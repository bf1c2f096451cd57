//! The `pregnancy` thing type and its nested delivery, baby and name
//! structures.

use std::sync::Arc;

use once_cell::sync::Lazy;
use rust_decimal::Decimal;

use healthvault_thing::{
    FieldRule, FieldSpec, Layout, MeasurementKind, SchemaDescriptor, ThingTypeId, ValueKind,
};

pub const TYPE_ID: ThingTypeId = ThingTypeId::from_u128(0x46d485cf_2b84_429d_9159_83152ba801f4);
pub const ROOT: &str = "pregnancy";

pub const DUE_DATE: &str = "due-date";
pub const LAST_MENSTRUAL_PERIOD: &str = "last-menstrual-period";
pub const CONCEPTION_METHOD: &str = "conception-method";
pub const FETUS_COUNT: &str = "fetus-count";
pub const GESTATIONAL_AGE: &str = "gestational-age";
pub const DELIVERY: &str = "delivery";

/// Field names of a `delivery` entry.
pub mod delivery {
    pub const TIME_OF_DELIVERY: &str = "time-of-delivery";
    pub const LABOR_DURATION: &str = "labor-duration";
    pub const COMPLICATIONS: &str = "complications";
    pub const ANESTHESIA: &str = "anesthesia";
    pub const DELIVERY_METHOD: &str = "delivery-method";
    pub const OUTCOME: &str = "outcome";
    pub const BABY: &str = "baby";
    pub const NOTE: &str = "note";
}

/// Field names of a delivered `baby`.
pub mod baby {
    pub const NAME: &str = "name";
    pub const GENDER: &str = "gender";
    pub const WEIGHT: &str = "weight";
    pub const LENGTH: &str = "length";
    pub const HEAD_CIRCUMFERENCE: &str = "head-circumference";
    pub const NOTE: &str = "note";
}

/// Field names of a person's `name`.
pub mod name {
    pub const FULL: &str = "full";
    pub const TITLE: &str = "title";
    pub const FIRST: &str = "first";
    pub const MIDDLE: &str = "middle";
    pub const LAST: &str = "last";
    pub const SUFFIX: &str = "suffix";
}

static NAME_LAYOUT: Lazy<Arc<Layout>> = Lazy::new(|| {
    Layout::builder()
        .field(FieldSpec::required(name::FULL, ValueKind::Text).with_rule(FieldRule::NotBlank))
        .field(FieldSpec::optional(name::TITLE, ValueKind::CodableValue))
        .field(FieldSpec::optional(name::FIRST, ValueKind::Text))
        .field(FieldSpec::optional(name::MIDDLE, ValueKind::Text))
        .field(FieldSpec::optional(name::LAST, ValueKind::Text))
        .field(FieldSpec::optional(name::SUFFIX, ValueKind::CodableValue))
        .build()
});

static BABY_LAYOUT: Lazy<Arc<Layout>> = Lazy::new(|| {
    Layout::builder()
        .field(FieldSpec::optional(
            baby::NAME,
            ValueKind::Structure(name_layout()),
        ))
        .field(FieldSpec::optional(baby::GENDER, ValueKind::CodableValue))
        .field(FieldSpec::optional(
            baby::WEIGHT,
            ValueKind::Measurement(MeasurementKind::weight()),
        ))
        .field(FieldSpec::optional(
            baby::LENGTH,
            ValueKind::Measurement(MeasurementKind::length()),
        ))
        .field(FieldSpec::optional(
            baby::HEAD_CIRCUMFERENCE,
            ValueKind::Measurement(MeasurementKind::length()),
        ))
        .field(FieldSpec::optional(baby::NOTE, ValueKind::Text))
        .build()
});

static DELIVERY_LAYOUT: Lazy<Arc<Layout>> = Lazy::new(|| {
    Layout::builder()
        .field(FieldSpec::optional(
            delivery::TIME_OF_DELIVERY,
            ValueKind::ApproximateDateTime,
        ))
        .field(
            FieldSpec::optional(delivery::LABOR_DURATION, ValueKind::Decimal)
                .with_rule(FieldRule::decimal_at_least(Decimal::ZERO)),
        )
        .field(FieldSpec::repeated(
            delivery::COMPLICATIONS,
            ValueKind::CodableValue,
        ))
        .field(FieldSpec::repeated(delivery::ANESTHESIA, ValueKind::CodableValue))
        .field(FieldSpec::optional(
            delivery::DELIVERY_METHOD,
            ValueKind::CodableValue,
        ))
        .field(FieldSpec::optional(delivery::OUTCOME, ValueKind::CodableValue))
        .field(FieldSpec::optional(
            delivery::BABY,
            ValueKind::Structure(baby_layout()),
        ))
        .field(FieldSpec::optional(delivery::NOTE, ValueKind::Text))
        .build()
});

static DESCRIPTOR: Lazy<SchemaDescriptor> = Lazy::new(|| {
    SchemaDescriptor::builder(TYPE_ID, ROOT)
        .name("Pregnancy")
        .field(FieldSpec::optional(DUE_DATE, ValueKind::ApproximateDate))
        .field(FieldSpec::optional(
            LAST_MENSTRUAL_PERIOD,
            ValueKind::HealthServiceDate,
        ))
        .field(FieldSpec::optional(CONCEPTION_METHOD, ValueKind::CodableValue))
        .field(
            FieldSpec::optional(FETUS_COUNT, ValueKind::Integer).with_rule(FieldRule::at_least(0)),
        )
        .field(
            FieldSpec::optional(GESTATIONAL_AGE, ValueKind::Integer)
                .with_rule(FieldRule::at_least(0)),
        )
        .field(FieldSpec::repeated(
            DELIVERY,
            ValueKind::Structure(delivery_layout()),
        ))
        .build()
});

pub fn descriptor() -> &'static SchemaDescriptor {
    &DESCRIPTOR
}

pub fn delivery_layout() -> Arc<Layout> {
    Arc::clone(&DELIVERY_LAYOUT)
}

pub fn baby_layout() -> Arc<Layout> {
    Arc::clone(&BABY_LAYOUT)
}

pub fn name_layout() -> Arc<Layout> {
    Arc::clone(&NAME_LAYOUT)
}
* * * * *
# TASK DETAILS:
Each line of the data above must be restated word for word.

# RESULT:
repository bf1c2f096451cd57
//! The `pregnancy` thing type and its nested delivery, baby and name
//! structures.

use std::sync::Arc;

use once_cell::sync::Lazy;
use rust_decimal::Decimal;

use healthvault_thing::{
    FieldRule, FieldSpec, Layout, MeasurementKind, SchemaDescriptor, ThingTypeId, ValueKind,
};

pub const TYPE_ID: ThingTypeId = ThingTypeId::from_u128(0x46d485cf_2b84_429d_9159_83152ba801f4);
pub const ROOT: &str = "pregnancy";

pub const DUE_DATE: &str = "due-date";
pub const LAST_MENSTRUAL_PERIOD: &str = "last-menstrual-period";
pub const CONCEPTION_METHOD: &str = "conception-method";
pub const FETUS_COUNT: &str = "fetus-count";
pub const GESTATIONAL_AGE: &str = "gestational-age";
pub const DELIVERY: &str = "delivery";

/// Field names of a `delivery` entry.
pub mod delivery {
    pub const TIME_OF_DELIVERY: &str = "time-of-delivery";
    pub const LABOR_DURATION: &str = "labor-duration";
    pub const COMPLICATIONS: &str = "complications";
    pub const ANESTHESIA: &str = "anesthesia";
    pub const DELIVERY_METHOD: &str = "delivery-method";
    pub const OUTCOME: &str = "outcome";
    pub const BABY: &str = "baby";
    pub const NOTE: &str = "note";
}

/// Field names of a delivered `baby`.
pub mod baby {
    pub const NAME: &str = "name";
    pub const GENDER: &str = "gender";
    pub const WEIGHT: &str = "weight";
    pub const LENGTH: &str = "length";
    pub const HEAD_CIRCUMFERENCE: &str = "head-circumference";
    pub const NOTE: &str = "note";
}

/// Field names of a person's `name`.
pub mod name {
    pub const FULL: &str = "full";
    pub const TITLE: &str = "title";
    pub const FIRST: &str = "first";
    pub const MIDDLE: &str = "middle";
    pub const LAST: &str = "last";
    pub const SUFFIX: &str = "suffix";
}

static NAME_LAYOUT: Lazy<Arc<Layout>> = Lazy::new(|| {
    Layout::builder()
        .field(FieldSpec::required(name::FULL, ValueKind::Text).with_rule(FieldRule::NotBlank))
        .field(FieldSpec::optional(name::TITLE, ValueKind::CodableValue))
        .field(FieldSpec::optional(name::FIRST, ValueKind::Text))
        .field(FieldSpec::optional(name::MIDDLE, ValueKind::Text))
        .field(FieldSpec::optional(name::LAST, ValueKind::Text))
        .field(FieldSpec::optional(name::SUFFIX, ValueKind::CodableValue))
        .build()
});

static BABY_LAYOUT: Lazy<Arc<Layout>> = Lazy::new(|| {
    Layout::builder()
        .field(FieldSpec::optional(
            baby::NAME,
            ValueKind::Structure(name_layout()),
        ))
        .field(FieldSpec::optional(baby::GENDER, ValueKind::CodableValue))
        .field(FieldSpec::optional(
            baby::WEIGHT,
            ValueKind::Measurement(MeasurementKind::weight()),
        ))
        .field(FieldSpec::optional(
            baby::LENGTH,
            ValueKind::Measurement(MeasurementKind::length()),
        ))
        .field(FieldSpec::optional(
            baby::HEAD_CIRCUMFERENCE,
            ValueKind::Measurement(MeasurementKind::length()),
        ))
        .field(FieldSpec::optional(baby::NOTE, ValueKind::Text))
        .build()
});

static DELIVERY_LAYOUT: Lazy<Arc<Layout>> = Lazy::new(|| {
    Layout::builder()
        .field(FieldSpec::optional(
            delivery::TIME_OF_DELIVERY,
            ValueKind::ApproximateDateTime,
        ))
        .field(
            FieldSpec::optional(delivery::LABOR_DURATION, ValueKind::Decimal)
                .with_rule(FieldRule::decimal_at_least(Decimal::ZERO)),
        )
        .field(FieldSpec::repeated(
            delivery::COMPLICATIONS,
            ValueKind::CodableValue,
        ))
        .field(FieldSpec::repeated(delivery::ANESTHESIA, ValueKind::CodableValue))
        .field(FieldSpec::optional(
            delivery::DELIVERY_METHOD,
            ValueKind::CodableValue,
        ))
        .field(FieldSpec::optional(delivery::OUTCOME, ValueKind::CodableValue))
        .field(FieldSpec::optional(
            delivery::BABY,
            ValueKind::Structure(baby_layout()),
        ))
        .field(FieldSpec::optional(delivery::NOTE, ValueKind::Text))
        .build()
});

static DESCRIPTOR: Lazy<SchemaDescriptor> = Lazy::new(|| {
    SchemaDescriptor::builder(TYPE_ID, ROOT)
        .name("Pregnancy")
        .field(FieldSpec::optional(DUE_DATE, ValueKind::ApproximateDate))
        .field(FieldSpec::optional(
            LAST_MENSTRUAL_PERIOD,
            ValueKind::HealthServiceDate,
        ))
        .field(FieldSpec::optional(CONCEPTION_METHOD, ValueKind::CodableValue))
        .field(
            FieldSpec::optional(FETUS_COUNT, ValueKind::Integer).with_rule(FieldRule::at_least(0)),
        )
        .field(
            FieldSpec::optional(GESTATIONAL_AGE, ValueKind::Integer)
                .with_rule(FieldRule::at_least(0)),
        )
        .field(FieldSpec::repeated(
            DELIVERY,
            ValueKind::Structure(delivery_layout()),
        ))
        .build()
});

pub fn descriptor() -> &'static SchemaDescriptor {
    &DESCRIPTOR
}

pub fn delivery_layout() -> Arc<Layout> {
    Arc::clone(&DELIVERY_LAYOUT)
}

pub fn baby_layout() -> Arc<Layout> {
    Arc::clone(&BABY_LAYOUT)
}

pub fn name_layout() -> Arc<Layout> {
    Arc::clone(&NAME_LAYOUT)
}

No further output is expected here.